Prof. Dr. Dr. h.c. Franz Wassermeyer
... im Ausland ansässigen ...
Rz. 30
§ 16 Abs. 1 verwendet in Bezug auf eine Person den Ausdruck "ansässig". Dies ist deshalb befremdend, weil der Ausdruck "ansässig" ein terminus technicus des DBA-Rechts ist. Es ist zwar die freie Entscheidung des deutschen Gesetzgebers, bei einer Regelung im AStG an die abkommensrechtliche Terminologie anzuknüpfen. Dies hat auch der BFH so entschieden. Allerdings hat die Finanzverwaltung die Entscheidung mit einem Nichtanwendungsschreiben belegt. Die Gesetzesformulierung stellt nur auf die Ansässigkeit im Ausland ab. Daraus kann man zwar schließen, dass es auf die Ansässigkeit "auch" im Inland nicht ankommt.

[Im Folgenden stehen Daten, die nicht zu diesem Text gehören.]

use std::fs;
use std::path::Path;

use indexmap::IndexMap;
use log::debug;
use serde::Deserialize;
use thiserror::Error;

use super::model::{
    ActionKind, Item, Puzzle, Requirement, Scene, START_SCENE_MARKER, World,
};

/// Load-time failures. Any of these aborts the session before it starts;
/// everything recoverable is a normal engine outcome instead.
#[derive(Debug, Error)]
pub enum StructuralError {
    #[error("failed to read world description: {0}")]
    Io(#[from] std::io::Error),

    /// Unparseable JSON, including missing required fields such as an
    /// entity's `items` or `interactions` map; serde names the field.
    #[error("world description is not valid JSON: {0}")]
    Malformed(#[from] serde_json::Error),

    #[error("world description contains no scenes")]
    NoScenes,

    #[error("item '{item}' in scene '{scene}' leads to unknown scene '{target}'")]
    UnknownPassageTarget {
        scene: String,
        item: String,
        target: String,
    },

    #[error("puzzle '{puzzle}' unlocks unknown scene '{target}'")]
    UnknownUnlockTarget { puzzle: String, target: String },
}

////////////////////
/// JSON STRUCTS ///
////////////////////

#[derive(Deserialize)]
struct WorldFile {
    scenes: IndexMap<String, SceneConfig>,
    #[serde(default)]
    puzzles: IndexMap<String, PuzzleConfig>,
}

#[derive(Deserialize)]
struct SceneConfig {
    #[serde(default)]
    scene_description: String,

    items: IndexMap<String, ItemConfig>,

    #[serde(default)]
    is_locked: bool,

    #[serde(default)]
    hint: String,
}

#[derive(Deserialize)]
struct ItemConfig {
    #[serde(default)]
    description: String,

    interactions: IndexMap<ActionKind, String>,

    #[serde(default)]
    leads_to: Option<String>,

    #[serde(default)]
    coordinates: Option<[f64; 2]>,
}

#[derive(Deserialize)]
struct PuzzleConfig {
    #[serde(default, rename = "type")]
    kind: String,

    #[serde(default)]
    hint: String,

    #[serde(default)]
    completion_text: String,

    #[serde(default)]
    requirements: Vec<(ActionKind, String)>,

    result: UnlockResult,
}

#[derive(Deserialize)]
struct UnlockResult {
    unlocked_area: String,
}

/////////////////////////////
/// JSON PARSER FUNCTIONS ///
/////////////////////////////

/// Public API: load a world from a description file on disk.
pub fn load_world_from_file(path: &Path) -> Result<World, StructuralError> {
    let contents = fs::read_to_string(path)?;
    debug!("read world description from {}", path.display());
    load_world_from_str(&contents)
}

/// Public API: load a world from an in-memory description string.
pub fn load_world_from_str(data: &str) -> Result<World, StructuralError> {
    let world_file: WorldFile = serde_json::from_str(data)?;

    if world_file.scenes.is_empty() {
        return Err(StructuralError::NoScenes);
    }

    // Build scenes in document order
    let mut scenes: IndexMap<String, Scene> = IndexMap::new();

    for (scene_name, cfg) in world_file.scenes {
        let mut items: IndexMap<String, Item> = IndexMap::new();

        for (item_name, ic) in cfg.items {
            let [x, y] = ic.coordinates.unwrap_or([0.5, 0.5]);

            items.insert(
                item_name.clone(),
                Item {
                    name: item_name,
                    description: ic.description,
                    interactions: ic.interactions,
                    leads_to: passage_target(ic.leads_to.as_deref()),
                    coordinates: (x, y),
                },
            );
        }

        scenes.insert(
            scene_name.clone(),
            Scene {
                name: scene_name,
                description: cfg.scene_description,
                items,
                locked: cfg.is_locked,
                hint: cfg.hint,
            },
        );
    }

    // Start scene: first marker match in document order, else the first scene.
    // Permissive on purpose; a missing marker still yields a playable world.
    let start_scene = match scenes
        .keys()
        .find(|name| name.to_uppercase().contains(START_SCENE_MARKER))
        .or_else(|| scenes.keys().next())
    {
        Some(name) => name.clone(),
        None => return Err(StructuralError::NoScenes),
    };

    if let Some(start) = scenes.get_mut(&start_scene) {
        if start.locked {
            debug!("start scene '{start_scene}' was flagged locked; forcing unlocked");
            start.locked = false;
        }
    }

    // Passage references must resolve
    for scene in scenes.values() {
        for item in scene.items.values() {
            if let Some(target) = &item.leads_to {
                if !scenes.contains_key(target) {
                    return Err(StructuralError::UnknownPassageTarget {
                        scene: scene.name.clone(),
                        item: item.name.clone(),
                        target: target.clone(),
                    });
                }
            }
        }
    }

    // Build puzzles; unlock targets must resolve
    let mut puzzles: IndexMap<String, Puzzle> = IndexMap::new();

    for (puzzle_name, pc) in world_file.puzzles {
        let target = pc.result.unlocked_area;
        if !scenes.contains_key(&target) {
            return Err(StructuralError::UnknownUnlockTarget {
                puzzle: puzzle_name,
                target,
            });
        }

        let requirements = pc
            .requirements
            .into_iter()
            .map(|(action, item)| Requirement { action, item })
            .collect();

        puzzles.insert(
            puzzle_name.clone(),
            Puzzle {
                name: puzzle_name,
                kind: pc.kind,
                hint: pc.hint,
                completion_text: pc.completion_text,
                requirements,
                unlocks: target,
            },
        );
    }

    debug!(
        "loaded world: {} scene(s), {} puzzle(s), start '{}'",
        scenes.len(),
        puzzles.len(),
        start_scene
    );

    Ok(World {
        scenes,
        puzzles,
        start_scene,
    })
}

/// Normalize a raw `leads_to` value; the description uses "n/a" for
/// items that are not passages, and omitting the field means the same.
fn passage_target(raw: Option<&str>) -> Option<String> {
    let s = raw?.trim();
    if s.is_empty() || s.eq_ignore_ascii_case("n/a") {
        return None;
    }
    Some(s.to_string())
}

#[cfg(test)]
mod tests {
    use super::*;

    fn world(json: &str) -> World {
        load_world_from_str(json).expect("world should load")
    }

    const TWO_SCENES: &str = r#"{
        "scenes": {
            "harbor": {
                "scene_description": "A foggy harbor.",
                "items": {
                    "gate": {
                        "description": "Rusty but proud.",
                        "interactions": {"look": "It's locked tight."},
                        "leads_to": "warehouse",
                        "coordinates": [0.8, 0.4]
                    }
                },
                "is_locked": false,
                "hint": "The gate wants a key."
            },
            "warehouse": {
                "scene_description": "Crates everywhere.",
                "items": {
                    "crate": {
                        "description": "Heavy.",
                        "interactions": {"use": "It won't budge."},
                        "leads_to": "n/a"
                    }
                },
                "is_locked": true,
                "hint": ""
            }
        },
        "puzzles": {
            "puzzle_1": {
                "type": "dialog",
                "hint": "Someone must know the way in.",
                "completion_text": "The gate creaks open.",
                "requirements": [["look", "gate"]],
                "result": {"unlocked_area": "warehouse"}
            }
        }
    }"#;

    #[test]
    fn loads_scenes_items_and_puzzles() {
        let w = world(TWO_SCENES);
        assert_eq!(w.scenes.len(), 2);
        assert_eq!(w.puzzles.len(), 1);

        let harbor = &w.scenes["harbor"];
        assert!(!harbor.locked);
        assert_eq!(harbor.hint, "The gate wants a key.");

        let gate = &harbor.items["gate"];
        assert_eq!(gate.leads_to.as_deref(), Some("warehouse"));
        assert_eq!(gate.coordinates, (0.8, 0.4));
        assert_eq!(
            gate.interactions.get(&ActionKind::Look).map(String::as_str),
            Some("It's locked tight.")
        );

        let puzzle = &w.puzzles["puzzle_1"];
        assert_eq!(puzzle.kind, "dialog");
        assert_eq!(puzzle.unlocks, "warehouse");
        assert_eq!(
            puzzle.requirements,
            vec![Requirement {
                action: ActionKind::Look,
                item: "gate".to_string(),
            }]
        );
    }

    #[test]
    fn start_scene_falls_back_to_first_in_document_order() {
        let w = world(TWO_SCENES);
        assert_eq!(w.start_scene, "harbor");
    }

    #[test]
    fn start_marker_wins_over_document_order() {
        let json = r#"{
            "scenes": {
                "cellar": {"items": {}, "is_locked": true, "hint": ""},
                "START_kitchen": {"items": {}, "is_locked": false, "hint": ""}
            }
        }"#;
        let w = world(json);
        assert_eq!(w.start_scene, "START_kitchen");
    }

    #[test]
    fn start_marker_matches_case_insensitively_first_match_wins() {
        let json = r#"{
            "scenes": {
                "cellar": {"items": {}},
                "start_porch": {"items": {}},
                "START_kitchen": {"items": {}}
            }
        }"#;
        let w = world(json);
        assert_eq!(w.start_scene, "start_porch");
    }

    #[test]
    fn locked_start_scene_is_forced_unlocked() {
        let json = r#"{
            "scenes": {
                "START_vault": {"items": {}, "is_locked": true}
            }
        }"#;
        let w = world(json);
        assert!(!w.scenes["START_vault"].locked);
    }

    #[test]
    fn empty_scene_map_is_structural() {
        let err = load_world_from_str(r#"{"scenes": {}}"#).unwrap_err();
        assert!(matches!(err, StructuralError::NoScenes));
    }

    #[test]
    fn missing_scenes_key_names_the_field() {
        let err = load_world_from_str(r#"{"puzzles": {}}"#).unwrap_err();
        assert!(err.to_string().contains("scenes"));
    }

    #[test]
    fn missing_items_map_names_the_field() {
        let err = load_world_from_str(r#"{"scenes": {"bar": {"hint": ""}}}"#).unwrap_err();
        assert!(matches!(err, StructuralError::Malformed(_)));
        assert!(err.to_string().contains("items"));
    }

    #[test]
    fn missing_interactions_map_names_the_field() {
        let json = r#"{
            "scenes": {
                "bar": {"items": {"stool": {"description": "Wobbly."}}}
            }
        }"#;
        let err = load_world_from_str(json).unwrap_err();
        assert!(err.to_string().contains("interactions"));
    }

    #[test]
    fn dangling_passage_target_is_structural() {
        let json = r#"{
            "scenes": {
                "bar": {
                    "items": {
                        "door": {"interactions": {}, "leads_to": "atlantis"}
                    }
                }
            }
        }"#;
        let err = load_world_from_str(json).unwrap_err();
        match err {
            StructuralError::UnknownPassageTarget {
                scene,
                item,
                target,
            } => {
                assert_eq!(scene, "bar");
                assert_eq!(item, "door");
                assert_eq!(target, "atlantis");
            }
            other => panic!("unexpected error: {other}"),
        }
    }

    #[test]
    fn dangling_unlock_target_is_structural() {
        let json = r#"{
            "scenes": {"bar": {"items": {}}},
            "puzzles": {
                "puzzle_1": {
                    "requirements": [["talk", "barkeep"]],
                    "result": {"unlocked_area": "atlantis"}
                }
            }
        }"#;
        let err = load_world_from_str(json).unwrap_err();
        assert!(matches!(err, StructuralError::UnknownUnlockTarget { .. }));
    }

    #[test]
    fn sentinel_and_missing_leads_to_are_equivalent() {
        let json = r#"{
            "scenes": {
                "bar": {
                    "items": {
                        "a": {"interactions": {}, "leads_to": "n/a"},
                        "b": {"interactions": {}, "leads_to": "N/A"},
                        "c": {"interactions": {}, "leads_to": ""},
                        "d": {"interactions": {}}
                    }
                }
            }
        }"#;
        let w = world(json);
        for item in w.scenes["bar"].items.values() {
            assert!(item.leads_to.is_none(), "item '{}'", item.name);
        }
    }

    #[test]
    fn coordinates_default_to_center() {
        let json = r#"{
            "scenes": {
                "bar": {"items": {"stool": {"interactions": {}}}}
            }
        }"#;
        let w = world(json);
        assert_eq!(w.scenes["bar"].items["stool"].coordinates, (0.5, 0.5));
    }

    #[test]
    fn missing_puzzles_key_is_tolerated() {
        let w = world(r#"{"scenes": {"bar": {"items": {}}}}"#);
        assert!(w.puzzles.is_empty());
    }

    #[test]
    fn unknown_interaction_kind_is_malformed() {
        let json = r#"{
            "scenes": {
                "bar": {
                    "items": {"stool": {"interactions": {"shove": "No."}}}
                }
            }
        }"#;
        let err = load_world_from_str(json).unwrap_err();
        assert!(matches!(err, StructuralError::Malformed(_)));
    }

    #[test]
    fn loads_from_file() {
        use std::io::Write;

        let dir = tempfile::tempdir().expect("tempdir");
        let path = dir.path().join("game_data.json");
        let mut f = fs::File::create(&path).expect("create");
        f.write_all(TWO_SCENES.as_bytes()).expect("write");

        let w = load_world_from_file(&path).expect("load");
        assert_eq!(w.start_scene, "harbor");
    }

    #[test]
    fn missing_file_is_io_error() {
        let err = load_world_from_file(Path::new("definitely/not/here.json")).unwrap_err();
        assert!(matches!(err, StructuralError::Io(_)));
    }
}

Bei einer Ansässigkeit "auch" im Inland verfügt das FA aber über weitreichende Erklärungs- und Aufklärungsmöglichkeiten. Dies spricht dafür, nicht auf die DBA-Kriterien der Ansässigkeit, sondern auf eine sinngemäße Anwendung der §§ 8–11 AO abzustellen. Dafür spricht auch die verfassungsrechtliche Gleichbehandlung von DBA- und Nicht-DBA-Fällen und von nur im Inland ansässigen und von im In- und Ausland doppelt ansässigen Personen. Es daher davon auszugehen, dass das Merkmal "im Ausland ansässig" nur dann erfüllt ist, wenn kein Anknüpfungspunkt für eine (irgendwie geartete) Steuerpflicht im Inland besteht. Nur dann ist eine Gefahr der Gewinnverlagerung ins Ausland überhaupt denkbar, so dass diese Auslegung auch dem Sinn und Zweck der Norm entspricht.
Rz. 31
Mittelpunkt der geschäftlichen Tätigkeit im Ausland. Von den Fällen einer Ansässigkeit im In- und Ausland sind diejenigen zu unterscheiden, in denen der Geschäftspartner z.B. im Inland ansässig ist, jedoch den Mittelpunkt seiner geschäftlichen Tätigkeit im Ausland hat.
Beispiel
A hat seinen Wohnsitz in Lörrach/Baden und ist gleichzeitig Inhaber eines Einzelunternehmens in Basel. Das Einzelunternehmen unterhält Geschäftsbeziehungen zu den Steuerpflichtigen B, C und D. Obliegen den B, C und D die erhöhten Offenlegungspflichten nach § 16?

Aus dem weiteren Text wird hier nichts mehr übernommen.